» **EXERCISE DESCRIPTION**
For the records that follow, please set down exactly the lines between the one holding "(blank name, non-numeric" and the one holding "are parsed; anything", inclusive, and only those.

====== MATERIALS PROVIDED

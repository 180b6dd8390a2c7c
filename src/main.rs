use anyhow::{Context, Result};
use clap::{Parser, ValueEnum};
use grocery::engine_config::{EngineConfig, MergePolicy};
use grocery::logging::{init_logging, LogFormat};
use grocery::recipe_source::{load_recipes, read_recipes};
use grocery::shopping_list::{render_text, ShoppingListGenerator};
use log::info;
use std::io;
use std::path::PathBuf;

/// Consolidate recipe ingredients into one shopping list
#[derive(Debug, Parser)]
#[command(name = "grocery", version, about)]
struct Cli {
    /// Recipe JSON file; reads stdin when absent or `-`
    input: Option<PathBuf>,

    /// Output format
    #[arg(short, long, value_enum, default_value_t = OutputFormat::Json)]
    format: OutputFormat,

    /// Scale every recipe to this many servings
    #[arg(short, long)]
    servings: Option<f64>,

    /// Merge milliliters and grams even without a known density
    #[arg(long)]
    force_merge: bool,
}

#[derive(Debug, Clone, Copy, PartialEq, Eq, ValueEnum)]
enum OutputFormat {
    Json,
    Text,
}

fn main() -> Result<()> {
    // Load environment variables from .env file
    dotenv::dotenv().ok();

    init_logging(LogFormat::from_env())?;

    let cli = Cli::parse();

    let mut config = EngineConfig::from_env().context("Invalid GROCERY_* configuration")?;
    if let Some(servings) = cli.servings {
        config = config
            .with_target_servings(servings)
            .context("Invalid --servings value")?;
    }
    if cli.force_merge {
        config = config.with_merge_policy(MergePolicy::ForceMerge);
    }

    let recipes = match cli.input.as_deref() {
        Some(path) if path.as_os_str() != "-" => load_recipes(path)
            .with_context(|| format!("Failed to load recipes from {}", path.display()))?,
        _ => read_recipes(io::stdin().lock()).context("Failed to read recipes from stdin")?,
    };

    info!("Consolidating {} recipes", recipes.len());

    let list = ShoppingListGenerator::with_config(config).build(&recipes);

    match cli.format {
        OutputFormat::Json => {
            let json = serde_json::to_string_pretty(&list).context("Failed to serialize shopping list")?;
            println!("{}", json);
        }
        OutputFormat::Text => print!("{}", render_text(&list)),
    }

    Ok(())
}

============
====== MATERIALS PROVIDED

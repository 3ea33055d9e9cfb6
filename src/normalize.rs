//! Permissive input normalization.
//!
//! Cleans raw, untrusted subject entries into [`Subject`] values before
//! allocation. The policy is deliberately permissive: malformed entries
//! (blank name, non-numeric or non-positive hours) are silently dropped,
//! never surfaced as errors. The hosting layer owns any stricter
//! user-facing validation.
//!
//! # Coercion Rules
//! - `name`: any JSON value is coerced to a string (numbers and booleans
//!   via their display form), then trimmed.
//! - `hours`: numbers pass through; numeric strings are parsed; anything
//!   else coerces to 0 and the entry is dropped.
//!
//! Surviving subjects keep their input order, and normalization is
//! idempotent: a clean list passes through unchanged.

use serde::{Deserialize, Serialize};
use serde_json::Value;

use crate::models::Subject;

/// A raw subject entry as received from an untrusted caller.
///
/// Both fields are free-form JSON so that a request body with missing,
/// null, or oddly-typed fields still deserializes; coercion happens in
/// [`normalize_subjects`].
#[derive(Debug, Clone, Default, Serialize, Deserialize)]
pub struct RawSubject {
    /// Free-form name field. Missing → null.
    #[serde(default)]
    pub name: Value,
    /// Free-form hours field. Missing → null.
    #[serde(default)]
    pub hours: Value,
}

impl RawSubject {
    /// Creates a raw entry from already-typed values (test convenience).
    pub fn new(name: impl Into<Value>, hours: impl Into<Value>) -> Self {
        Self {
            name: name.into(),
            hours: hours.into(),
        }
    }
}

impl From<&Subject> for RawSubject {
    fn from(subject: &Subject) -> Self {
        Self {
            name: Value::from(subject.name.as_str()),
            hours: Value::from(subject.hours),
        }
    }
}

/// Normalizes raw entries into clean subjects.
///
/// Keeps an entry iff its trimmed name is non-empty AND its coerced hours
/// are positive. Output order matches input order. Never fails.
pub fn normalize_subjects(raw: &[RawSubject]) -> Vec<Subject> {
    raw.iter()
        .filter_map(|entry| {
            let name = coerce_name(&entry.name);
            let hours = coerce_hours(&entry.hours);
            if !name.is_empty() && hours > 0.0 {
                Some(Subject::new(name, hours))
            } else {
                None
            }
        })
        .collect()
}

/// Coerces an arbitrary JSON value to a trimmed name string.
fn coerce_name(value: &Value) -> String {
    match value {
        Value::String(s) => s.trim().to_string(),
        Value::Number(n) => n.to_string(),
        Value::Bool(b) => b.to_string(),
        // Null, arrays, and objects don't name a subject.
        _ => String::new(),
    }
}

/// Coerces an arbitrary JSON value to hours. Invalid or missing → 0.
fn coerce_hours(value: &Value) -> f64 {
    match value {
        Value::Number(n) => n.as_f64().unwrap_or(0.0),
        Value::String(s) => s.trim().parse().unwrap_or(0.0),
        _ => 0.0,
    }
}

============

» **EXERCISE OUTPUT**
//! (blank name, non-numeric or non-positive hours) are silently dropped,
//! never surfaced as errors. The hosting layer owns any stricter
//! user-facing validation.
//!
//! # Coercion Rules
//! - `name`: any JSON value is coerced to a string (numbers and booleans
//!   via their display form), then trimmed.
//! - `hours`: numbers pass through; numeric strings are parsed; anything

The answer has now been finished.